--- START ---

// Copyright (c) 2025 Soumyadip Sarkar.
// All rights reserved.
//
// This source code is licensed under the license found in the
// LICENSE file in the root directory of this source tree.

use crate::calendar::Month;
use crate::error::LedgerError;
use crate::installments::{MAX_INSTALLMENTS, Progress, plan_expense, plan_fixed};
use crate::ledger::Ledger;
use crate::listing::{ListingFilter, Page, filter_and_sort, paginate, visible_total};
use crate::models::{
    CardTransaction, NewExpense, NewFixedExpense, NewInstallment, ParentRef, ParentUpdate,
    PaymentMethod,
};
use crate::utils::{
    fmt_money, maybe_print_json, month_arg, parse_amount, parse_date, pretty_table, require_text,
    today,
};
use anyhow::Result;
use chrono::{Datelike, NaiveDate};
use rusqlite::Connection;
use rust_decimal::Decimal;
use serde::Serialize;

pub fn handle(conn: &Connection, ledger: &dyn Ledger, m: &clap::ArgMatches) -> Result<()> {
    match m.subcommand() {
        Some(("add", sub)) => add(ledger, sub)?,
        Some(("list", sub)) => list(conn, ledger, sub)?,
        Some(("show", sub)) => show(ledger, sub)?,
        Some(("edit", sub)) => edit(ledger, sub)?,
        Some(("rm", sub)) => rm(ledger, sub)?,
        _ => {}
    }
    Ok(())
}

#[derive(Debug, Clone)]
pub struct ExpenseForm {
    pub method: PaymentMethod,
    pub description: String,
    pub amount: Decimal,
    pub category: Option<String>,
    pub purchase_date: NaiveDate,
    pub due_date: NaiveDate,
    pub installments: u32,
    pub fixed: bool,
    pub recurring: bool,
}

impl ExpenseForm {
    pub fn from_matches(sub: &clap::ArgMatches) -> Result<Self> {
        let method = sub.get_one::<String>("method").unwrap().parse()?;
        let description = require_text("Description", sub.get_one::<String>("description").unwrap())?;
        let amount = parse_amount(sub.get_one::<String>("amount").unwrap())?;
        let category = optional_text(sub.get_one::<String>("category"));
        let purchase_date = match sub.get_one::<String>("purchase_date") {
            Some(s) => parse_date(s)?,
            None => today(),
        };
        let due_date = match sub.get_one::<String>("due_date") {
            Some(s) => parse_date(s)?,
            None => today(),
        };
        Ok(ExpenseForm {
            method,
            description,
            amount,
            category,
            purchase_date,
            due_date,
            installments: sub.get_one::<u32>("installments").copied().unwrap_or(1),
            fixed: sub.get_flag("fixed"),
            recurring: sub.get_flag("recurring"),
        })
    }
}

fn optional_text(v: Option<&String>) -> Option<String> {
    v.map(|s| s.trim())
        .filter(|s| !s.is_empty())
        .map(|s| s.to_string())
}

#[derive(Debug, Clone)]
pub struct Recorded {
    pub parent: ParentRef,
    pub installments: Vec<NewInstallment>,
}

/// Plan the installment schedule, then store it together with its parent.
pub fn record_expense(ledger: &dyn Ledger, form: &ExpenseForm) -> Result<Recorded> {
    let description = require_text("Description", &form.description)?;
    if form.amount <= Decimal::ZERO {
        return Err(LedgerError::invalid("Amount must be greater than zero").into());
    }
    if form.installments == 0 {
        return Err(LedgerError::invalid("Installment count must be at least 1").into());
    }
    if form.installments > MAX_INSTALLMENTS {
        return Err(LedgerError::invalid(format!(
            "At most {} installments are allowed",
            MAX_INSTALLMENTS
        ))
        .into());
    }
    if form.recurring && !form.fixed {
        return Err(LedgerError::invalid("--recurring only applies to fixed expenses").into());
    }
    if form.fixed && form.installments > 1 {
        return Err(LedgerError::invalid("Fixed expenses cannot be split into installments").into());
    }

    if form.fixed {
        let rows = plan_fixed(form.amount, form.recurring, form.due_date)?;
        let id = ledger.add_fixed_expense(
            &NewFixedExpense {
                description,
                monthly_amount: form.amount,
                category: form.category.clone(),
                method: form.method,
                due_day: form.due_date.day(),
                recurring: form.recurring,
            },
            &rows,
        )?;
        Ok(Recorded {
            parent: ParentRef::Fixed(id),
            installments: rows,
        })
    } else {
        let rows = plan_expense(form.amount, form.installments, form.due_date)?;
        let id = ledger.add_expense(
            &NewExpense {
                description,
                total: form.amount,
                purchase_date: form.purchase_date,
                category: form.category.clone(),
                method: form.method,
            },
            &rows,
        )?;
        Ok(Recorded {
            parent: ParentRef::Expense(id),
            installments: rows,
        })
    }
}

fn add(ledger: &dyn Ledger, sub: &clap::ArgMatches) -> Result<()> {
    let form = ExpenseForm::from_matches(sub)?;
    let recorded = record_expense(ledger, &form)?;
    let n = recorded.installments.len();
    let first = recorded
        .installments
        .first()
        .map(|i| fmt_money(&i.amount))
        .unwrap_or_default();
    println!(
        "Recorded '{}' on {}: {} installment(s) of {} from {}",
        form.description.trim(),
        form.method,
        n,
        first,
        form.due_date
    );
    Ok(())
}

pub fn list_page(
    ledger: &dyn Ledger,
    method: PaymentMethod,
    month: Month,
    filter: &ListingFilter,
    page: usize,
) -> Result<Page<CardTransaction>> {
    let txs = ledger.card_transactions(method, month.range())?;
    Ok(paginate(filter_and_sort(&txs, filter), page))
}

fn list(conn: &Connection, ledger: &dyn Ledger, sub: &clap::ArgMatches) -> Result<()> {
    let json_flag = sub.get_flag("json");
    let jsonl_flag = sub.get_flag("jsonl");
    let method: PaymentMethod = sub.get_one::<String>("method").unwrap().parse()?;
    let month = month_arg(conn, sub)?;
    let filter = ListingFilter {
        search: sub.get_one::<String>("search").cloned(),
        sort: sub.get_one::<String>("sort").unwrap().parse()?,
        start: sub.get_one::<String>("from").map(|s| parse_date(s)).transpose()?,
        end: sub.get_one::<String>("to").map(|s| parse_date(s)).transpose()?,
    };
    let page = *sub.get_one::<usize>("page").unwrap_or(&1);
    let data = list_page(ledger, method, month, &filter, page)?;

    if jsonl_flag {
        maybe_print_json(false, true, &data.items)?;
        return Ok(());
    }
    if !maybe_print_json(json_flag, false, &data)? {
        let rows: Vec<Vec<String>> = data
            .items
            .iter()
            .map(|tx| {
                vec![
                    tx.id.to_string(),
                    tx.due_date.to_string(),
                    tx.description.clone(),
                    tx.category.clone().unwrap_or_default(),
                    if tx.is_installment() {
                        format!("{}/{}", tx.sequence, tx.installment_count)
                    } else if tx.parent.is_fixed() {
                        "fixed".to_string()
                    } else {
                        String::new()
                    },
                    tx.purchase_date.map(|d| d.to_string()).unwrap_or_default(),
                    fmt_money(&tx.amount),
                ]
            })
            .collect();
        println!(
            "{}",
            pretty_table(
                &["ID", "Due", "Description", "Category", "Installment", "Purchased", "Amount"],
                rows,
            )
        );
        println!(
            "{} · page {} of {} · {} item(s) · visible total {}",
            month.label(),
            data.page,
            data.page_count.max(1),
            data.total_items,
            fmt_money(&visible_total(&data.items))
        );
    }
    Ok(())
}

fn find(ledger: &dyn Ledger, id: i64) -> Result<CardTransaction> {
    Ok(ledger
        .card_transaction(id)?
        .ok_or(LedgerError::InstallmentNotFound(id))?)
}

fn id_from(sub: &clap::ArgMatches) -> Result<i64> {
    let raw = sub.get_one::<String>("id").unwrap();
    raw.trim()
        .parse::<i64>()
        .map_err(|_| LedgerError::invalid(format!("Invalid id '{}'", raw.trim())).into())
}

#[derive(Debug, Serialize)]
pub struct InstallmentDetail {
    pub transaction: CardTransaction,
    pub progress: Progress,
}

pub fn installment_detail(ledger: &dyn Ledger, id: i64) -> Result<InstallmentDetail> {
    let transaction = find(ledger, id)?;
    let progress = Progress::of(&transaction)?;
    Ok(InstallmentDetail {
        transaction,
        progress,
    })
}

fn show(ledger: &dyn Ledger, sub: &clap::ArgMatches) -> Result<()> {
    let detail = installment_detail(ledger, id_from(sub)?)?;
    if maybe_print_json(sub.get_flag("json"), sub.get_flag("jsonl"), &detail)? {
        return Ok(());
    }
    let tx = &detail.transaction;
    let p = &detail.progress;
    let rows = vec![
        vec!["Description".into(), tx.description.clone()],
        vec!["Method".into(), tx.method.to_string()],
        vec!["Total".into(), fmt_money(&p.total_value)],
        vec!["Installment".into(), fmt_money(&tx.amount)],
        vec!["Progress".into(), format!("{} of {} ({}%)", p.current, p.count, p.percent)],
        vec!["Remaining".into(), p.remaining.to_string()],
        vec!["Ends".into(), p.last_month.label()],
    ];
    println!("{}", pretty_table(&["Field", "Value"], rows));
    Ok(())
}

/// Fields left as `None` keep their stored value.
#[derive(Debug, Clone, Default)]
pub struct InstallmentEdit {
    pub description: Option<String>,
    pub amount: Option<Decimal>,
    pub category: Option<String>,
    pub purchase_date: Option<NaiveDate>,
    pub due_date: Option<NaiveDate>,
}

/// Update the parent's descriptive fields and this one installment.
pub fn edit_installment(
    ledger: &dyn Ledger,
    id: i64,
    edit: &InstallmentEdit,
) -> Result<CardTransaction> {
    let current = find(ledger, id)?;
    let description = match &edit.description {
        Some(d) => require_text("Description", d)?,
        None => current.description.clone(),
    };
    let amount = edit.amount.unwrap_or(current.amount);
    if amount <= Decimal::ZERO {
        return Err(LedgerError::invalid("Amount must be greater than zero").into());
    }
    let category = match &edit.category {
        Some(c) => optional_text(Some(c)),
        None => current.category.clone(),
    };
    let purchase_date = if current.parent.is_fixed() {
        None
    } else {
        edit.purchase_date.or(current.purchase_date)
    };
    ledger.update_transaction(
        id,
        current.parent,
        &ParentUpdate {
            description,
            category,
            purchase_date,
        },
        amount,
        edit.due_date.unwrap_or(current.due_date),
    )?;
    find(ledger, id)
}

fn edit(ledger: &dyn Ledger, sub: &clap::ArgMatches) -> Result<()> {
    let id = id_from(sub)?;
    let edit = InstallmentEdit {
        description: sub.get_one::<String>("description").cloned(),
        amount: sub
            .get_one::<String>("amount")
            .map(|s| parse_amount(s))
            .transpose()?,
        category: sub.get_one::<String>("category").cloned(),
        purchase_date: sub
            .get_one::<String>("purchase_date")
            .map(|s| parse_date(s))
            .transpose()?,
        due_date: sub
            .get_one::<String>("due_date")
            .map(|s| parse_date(s))
            .transpose()?,
    };
    let tx = edit_installment(ledger, id, &edit)?;
    println!(
        "Updated installment {}: '{}' {} due {}",
        tx.id,
        tx.description,
        fmt_money(&tx.amount),
        tx.due_date
    );
    Ok(())
}

#[derive(Debug, Clone, Copy, PartialEq, Eq)]
pub enum Removal {
    Installment(i64),
    Parent(ParentRef),
}

/// The last installment standing takes its parent with it; otherwise only
/// the installment goes.
pub fn remove_installment(ledger: &dyn Ledger, id: i64) -> Result<Removal> {
    let tx = find(ledger, id)?;
    if tx.installment_count <= 1 {
        ledger.delete_parent(tx.parent)?;
        Ok(Removal::Parent(tx.parent))
    } else {
        ledger.delete_installment(id)?;
        Ok(Removal::Installment(id))
    }
}

fn rm(ledger: &dyn Ledger, sub: &clap::ArgMatches) -> Result<()> {
    match remove_installment(ledger, id_from(sub)?)? {
        Removal::Installment(id) => println!("Removed installment {}", id),
        Removal::Parent(ParentRef::Expense(id)) => println!("Removed expense {}", id),
        Removal::Parent(ParentRef::Fixed(id)) => println!("Removed fixed expense {}", id),
    }
    Ok(())
}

--- END ---

BRIEF: Pick out and copy the lines of the entries that hold the string "InstallmentEdit".

SOLVED PROBLEM:
pub struct InstallmentEdit {
    edit: &InstallmentEdit,
    let edit = InstallmentEdit {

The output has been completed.